* **Data for analysis**
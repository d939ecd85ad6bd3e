// In-memory Skill Store
//
// Sole owner of all person/skill state. Stands in for a database: each public
// method behaves like one transaction.
//
// - Ids come from two per-instance counters starting at 1, never reused
// - Every mutation holds the write lock for its whole duration, so counter
//   reads and increments cannot interleave between callers
// - Reads clone a snapshot; callers never see the internal Vec
// - Mutations rebuild the Person value and swap it into its slot, so the
//   order of people and of each person's skills is kept

use std::sync::{Arc, PoisonError, RwLock, RwLockReadGuard, RwLockWriteGuard};

use tracing::{debug, warn};

use crate::entities::{Person, PersonId, Skill, SkillId};
use crate::error::{StoreError, StoreResult};

const FIRST_ID: i64 = 1;

// ============================================================================
// STATE
// ============================================================================

#[derive(Debug)]
struct StoreState {
    people: Vec<Person>,
    next_person_id: PersonId,
    next_skill_id: SkillId,
}

impl StoreState {
    fn new() -> Self {
        StoreState {
            people: Vec::new(),
            next_person_id: FIRST_ID,
            next_skill_id: FIRST_ID,
        }
    }

    fn position(&self, person_id: PersonId) -> Option<usize> {
        self.people.iter().position(|p| p.id == person_id)
    }

    fn find(&self, person_id: PersonId) -> Option<&Person> {
        self.people.iter().find(|p| p.id == person_id)
    }

    /// Swap in a rebuilt person at the slot of the person with the same id.
    /// The stored id is kept; name and skills are taken verbatim.
    fn replace(&mut self, person: Person) -> StoreResult<()> {
        let index = self
            .position(person.id)
            .ok_or(StoreError::PersonNotFound(person.id))?;

        let existing_id = self.people[index].id;
        self.people[index] = Person {
            id: existing_id,
            name: person.name,
            skills: person.skills,
        };
        Ok(())
    }
}

// ============================================================================
// SKILL STORE
// ============================================================================

/// Shared handle to the in-memory store. Clones point at the same state.
#[derive(Debug, Clone)]
pub struct SkillStore {
    state: Arc<RwLock<StoreState>>,
}

impl SkillStore {
    pub fn new() -> Self {
        SkillStore {
            state: Arc::new(RwLock::new(StoreState::new())),
        }
    }

    // A writer that panicked mid-call never leaves partial state behind (each
    // mutation is a single assignment/push), so a poisoned lock is still usable.
    fn read(&self) -> RwLockReadGuard<'_, StoreState> {
        self.state.read().unwrap_or_else(PoisonError::into_inner)
    }

    fn write(&self) -> RwLockWriteGuard<'_, StoreState> {
        self.state.write().unwrap_or_else(PoisonError::into_inner)
    }

    // ------------------------------------------------------------------------
    // Reads
    // ------------------------------------------------------------------------

    /// Snapshot of all people in insertion order
    pub fn list_people(&self) -> Vec<Person> {
        self.read().people.clone()
    }

    pub fn get_person(&self, person_id: PersonId) -> Option<Person> {
        self.read().find(person_id).cloned()
    }

    /// Resolve the person first, then the skill within that person
    pub fn get_skill(&self, person_id: PersonId, skill_id: SkillId) -> Option<Skill> {
        let state = self.read();
        state
            .find(person_id)
            .and_then(|person| person.find_skill(skill_id))
            .cloned()
    }

    pub fn len(&self) -> usize {
        self.read().people.len()
    }

    pub fn is_empty(&self) -> bool {
        self.read().people.is_empty()
    }

    // ------------------------------------------------------------------------
    // Writes
    // ------------------------------------------------------------------------

    /// Append a new person under the next person id.
    ///
    /// Any caller-supplied person id is ignored. The nested skills are stored
    /// exactly as given, including their ids.
    pub fn add_person(&self, new_person: Person) -> Person {
        let mut state = self.write();

        let person = Person {
            id: state.next_person_id,
            name: new_person.name,
            skills: new_person.skills,
        };
        state.people.push(person.clone());
        state.next_person_id += 1;

        debug!(person_id = person.id, skills = person.skills.len(), "person added");
        person
    }

    /// Append a skill to a person under the next skill id.
    ///
    /// When the person does not exist nothing changes, including the skill counter.
    pub fn add_skill(&self, person_id: PersonId, new_skill: Skill) -> StoreResult<Skill> {
        let mut state = self.write();

        let person = state
            .find(person_id)
            .ok_or(StoreError::PersonNotFound(person_id))?;

        let skill = new_skill.with_id(state.next_skill_id);
        let mut skills = person.skills.clone();
        skills.push(skill.clone());
        let rebuilt = person.with_skills(skills);

        state.replace(rebuilt)?;
        state.next_skill_id += 1;

        debug!(person_id, skill_id = skill.id, "skill added");
        Ok(skill)
    }

    /// Replace name and skills of the person with `person.id`, verbatim.
    ///
    /// Incoming skills are neither merged nor renumbered.
    pub fn update_person(&self, person: Person) -> StoreResult<()> {
        let person_id = person.id;
        self.write().replace(person)?;

        debug!(person_id, "person updated");
        Ok(())
    }

    /// Replace name/description/level of the skill with `skill.id` on a person.
    ///
    /// Skill position and id are kept. If no skill matches, the person is
    /// written back unchanged and still returned as success.
    pub fn update_skill(&self, person_id: PersonId, skill: Skill) -> StoreResult<Person> {
        let mut state = self.write();

        let person = state
            .find(person_id)
            .ok_or(StoreError::PersonNotFound(person_id))?;

        let mut matched = false;
        let skills: Vec<Skill> = person
            .skills
            .iter()
            .map(|existing| {
                if existing.id == skill.id {
                    matched = true;
                    existing.with_values_of(&skill)
                } else {
                    existing.clone()
                }
            })
            .collect();
        let rebuilt = person.with_skills(skills);

        if !matched {
            warn!(person_id, skill_id = skill.id, "update matched no skill, person left unchanged");
        }

        state.replace(rebuilt.clone())?;

        debug!(person_id, skill_id = skill.id, "skill updated");
        Ok(rebuilt)
    }

    /// Remove a person and all of their skills
    pub fn remove_person(&self, person_id: PersonId) -> StoreResult<()> {
        let mut state = self.write();

        let before = state.people.len();
        state.people.retain(|p| p.id != person_id);

        if state.people.len() == before {
            return Err(StoreError::PersonNotFound(person_id));
        }

        debug!(person_id, "person removed");
        Ok(())
    }

    /// Drop every skill with `skill_id` from a person.
    ///
    /// Only the person's existence is checked: removing an unknown skill
    /// from a known person succeeds and changes nothing.
    pub fn remove_skill(&self, person_id: PersonId, skill_id: SkillId) -> StoreResult<()> {
        let mut state = self.write();

        let person = state
            .find(person_id)
            .ok_or(StoreError::PersonNotFound(person_id))?;

        if !person.has_skill(skill_id) {
            warn!(person_id, skill_id, "remove matched no skill, person left unchanged");
        }

        let skills: Vec<Skill> = person
            .skills
            .iter()
            .filter(|s| s.id != skill_id)
            .cloned()
            .collect();
        let rebuilt = person.with_skills(skills);

        state.replace(rebuilt)?;

        debug!(person_id, skill_id, "skill removed");
        Ok(())
    }
}

impl Default for SkillStore {
    fn default() -> Self {
        Self::new()
    }
}

// ============================================================================
// TESTS
// ============================================================================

* **What the task asks**
Your answer must be the full listing, restated word for word.

* **Result of the exercise**
repository d939ecd85ad6bd3e
// In-memory Skill Store
//
// Sole owner of all person/skill state. Stands in for a database: each public
// method behaves like one transaction.
//
// - Ids come from two per-instance counters starting at 1, never reused
// - Every mutation holds the write lock for its whole duration, so counter
//   reads and increments cannot interleave between callers
// - Reads clone a snapshot; callers never see the internal Vec
// - Mutations rebuild the Person value and swap it into its slot, so the
//   order of people and of each person's skills is kept

use std::sync::{Arc, PoisonError, RwLock, RwLockReadGuard, RwLockWriteGuard};

use tracing::{debug, warn};

use crate::entities::{Person, PersonId, Skill, SkillId};
use crate::error::{StoreError, StoreResult};

const FIRST_ID: i64 = 1;

// ============================================================================
// STATE
// ============================================================================

#[derive(Debug)]
struct StoreState {
    people: Vec<Person>,
    next_person_id: PersonId,
    next_skill_id: SkillId,
}

impl StoreState {
    fn new() -> Self {
        StoreState {
            people: Vec::new(),
            next_person_id: FIRST_ID,
            next_skill_id: FIRST_ID,
        }
    }

    fn position(&self, person_id: PersonId) -> Option<usize> {
        self.people.iter().position(|p| p.id == person_id)
    }

    fn find(&self, person_id: PersonId) -> Option<&Person> {
        self.people.iter().find(|p| p.id == person_id)
    }

    /// Swap in a rebuilt person at the slot of the person with the same id.
    /// The stored id is kept; name and skills are taken verbatim.
    fn replace(&mut self, person: Person) -> StoreResult<()> {
        let index = self
            .position(person.id)
            .ok_or(StoreError::PersonNotFound(person.id))?;

        let existing_id = self.people[index].id;
        self.people[index] = Person {
            id: existing_id,
            name: person.name,
            skills: person.skills,
        };
        Ok(())
    }
}

// ============================================================================
// SKILL STORE
// ============================================================================

/// Shared handle to the in-memory store. Clones point at the same state.
#[derive(Debug, Clone)]
pub struct SkillStore {
    state: Arc<RwLock<StoreState>>,
}

impl SkillStore {
    pub fn new() -> Self {
        SkillStore {
            state: Arc::new(RwLock::new(StoreState::new())),
        }
    }

    // A writer that panicked mid-call never leaves partial state behind (each
    // mutation is a single assignment/push), so a poisoned lock is still usable.
    fn read(&self) -> RwLockReadGuard<'_, StoreState> {
        self.state.read().unwrap_or_else(PoisonError::into_inner)
    }

    fn write(&self) -> RwLockWriteGuard<'_, StoreState> {
        self.state.write().unwrap_or_else(PoisonError::into_inner)
    }

    // ------------------------------------------------------------------------
    // Reads
    // ------------------------------------------------------------------------

    /// Snapshot of all people in insertion order
    pub fn list_people(&self) -> Vec<Person> {
        self.read().people.clone()
    }

    pub fn get_person(&self, person_id: PersonId) -> Option<Person> {
        self.read().find(person_id).cloned()
    }

    /// Resolve the person first, then the skill within that person
    pub fn get_skill(&self, person_id: PersonId, skill_id: SkillId) -> Option<Skill> {
        let state = self.read();
        state
            .find(person_id)
            .and_then(|person| person.find_skill(skill_id))
            .cloned()
    }

    pub fn len(&self) -> usize {
        self.read().people.len()
    }

    pub fn is_empty(&self) -> bool {
        self.read().people.is_empty()
    }

    // ------------------------------------------------------------------------
    // Writes
    // ------------------------------------------------------------------------

    /// Append a new person under the next person id.
    ///
    /// Any caller-supplied person id is ignored. The nested skills are stored
    /// exactly as given, including their ids.
    pub fn add_person(&self, new_person: Person) -> Person {
        let mut state = self.write();

        let person = Person {
            id: state.next_person_id,
            name: new_person.name,
            skills: new_person.skills,
        };
        state.people.push(person.clone());
        state.next_person_id += 1;

        debug!(person_id = person.id, skills = person.skills.len(), "person added");
        person
    }

    /// Append a skill to a person under the next skill id.
    ///
    /// When the person does not exist nothing changes, including the skill counter.
    pub fn add_skill(&self, person_id: PersonId, new_skill: Skill) -> StoreResult<Skill> {
        let mut state = self.write();

        let person = state
            .find(person_id)
            .ok_or(StoreError::PersonNotFound(person_id))?;

        let skill = new_skill.with_id(state.next_skill_id);
        let mut skills = person.skills.clone();
        skills.push(skill.clone());
        let rebuilt = person.with_skills(skills);

        state.replace(rebuilt)?;
        state.next_skill_id += 1;

        debug!(person_id, skill_id = skill.id, "skill added");
        Ok(skill)
    }

    /// Replace name and skills of the person with `person.id`, verbatim.
    ///
    /// Incoming skills are neither merged nor renumbered.
    pub fn update_person(&self, person: Person) -> StoreResult<()> {
        let person_id = person.id;
        self.write().replace(person)?;

        debug!(person_id, "person updated");
        Ok(())
    }

    /// Replace name/description/level of the skill with `skill.id` on a person.
    ///
    /// Skill position and id are kept. If no skill matches, the person is
    /// written back unchanged and still returned as success.
    pub fn update_skill(&self, person_id: PersonId, skill: Skill) -> StoreResult<Person> {
        let mut state = self.write();

        let person = state
            .find(person_id)
            .ok_or(StoreError::PersonNotFound(person_id))?;

        let mut matched = false;
        let skills: Vec<Skill> = person
            .skills
            .iter()
            .map(|existing| {
                if existing.id == skill.id {
                    matched = true;
                    existing.with_values_of(&skill)
                } else {
                    existing.clone()
                }
            })
            .collect();
        let rebuilt = person.with_skills(skills);

        if !matched {
            warn!(person_id, skill_id = skill.id, "update matched no skill, person left unchanged");
        }

        state.replace(rebuilt.clone())?;

        debug!(person_id, skill_id = skill.id, "skill updated");
        Ok(rebuilt)
    }

    /// Remove a person and all of their skills
    pub fn remove_person(&self, person_id: PersonId) -> StoreResult<()> {
        let mut state = self.write();

        let before = state.people.len();
        state.people.retain(|p| p.id != person_id);

        if state.people.len() == before {
            return Err(StoreError::PersonNotFound(person_id));
        }

        debug!(person_id, "person removed");
        Ok(())
    }

    /// Drop every skill with `skill_id` from a person.
    ///
    /// Only the person's existence is checked: removing an unknown skill
    /// from a known person succeeds and changes nothing.
    pub fn remove_skill(&self, person_id: PersonId, skill_id: SkillId) -> StoreResult<()> {
        let mut state = self.write();

        let person = state
            .find(person_id)
            .ok_or(StoreError::PersonNotFound(person_id))?;

        if !person.has_skill(skill_id) {
            warn!(person_id, skill_id, "remove matched no skill, person left unchanged");
        }

        let skills: Vec<Skill> = person
            .skills
            .iter()
            .filter(|s| s.id != skill_id)
            .cloned()
            .collect();
        let rebuilt = person.with_skills(skills);

        state.replace(rebuilt)?;

        debug!(person_id, skill_id, "skill removed");
        Ok(())
    }
}

impl Default for SkillStore {
    fn default() -> Self {
        Self::new()
    }
}

// ============================================================================
// TESTS
// ============================================================================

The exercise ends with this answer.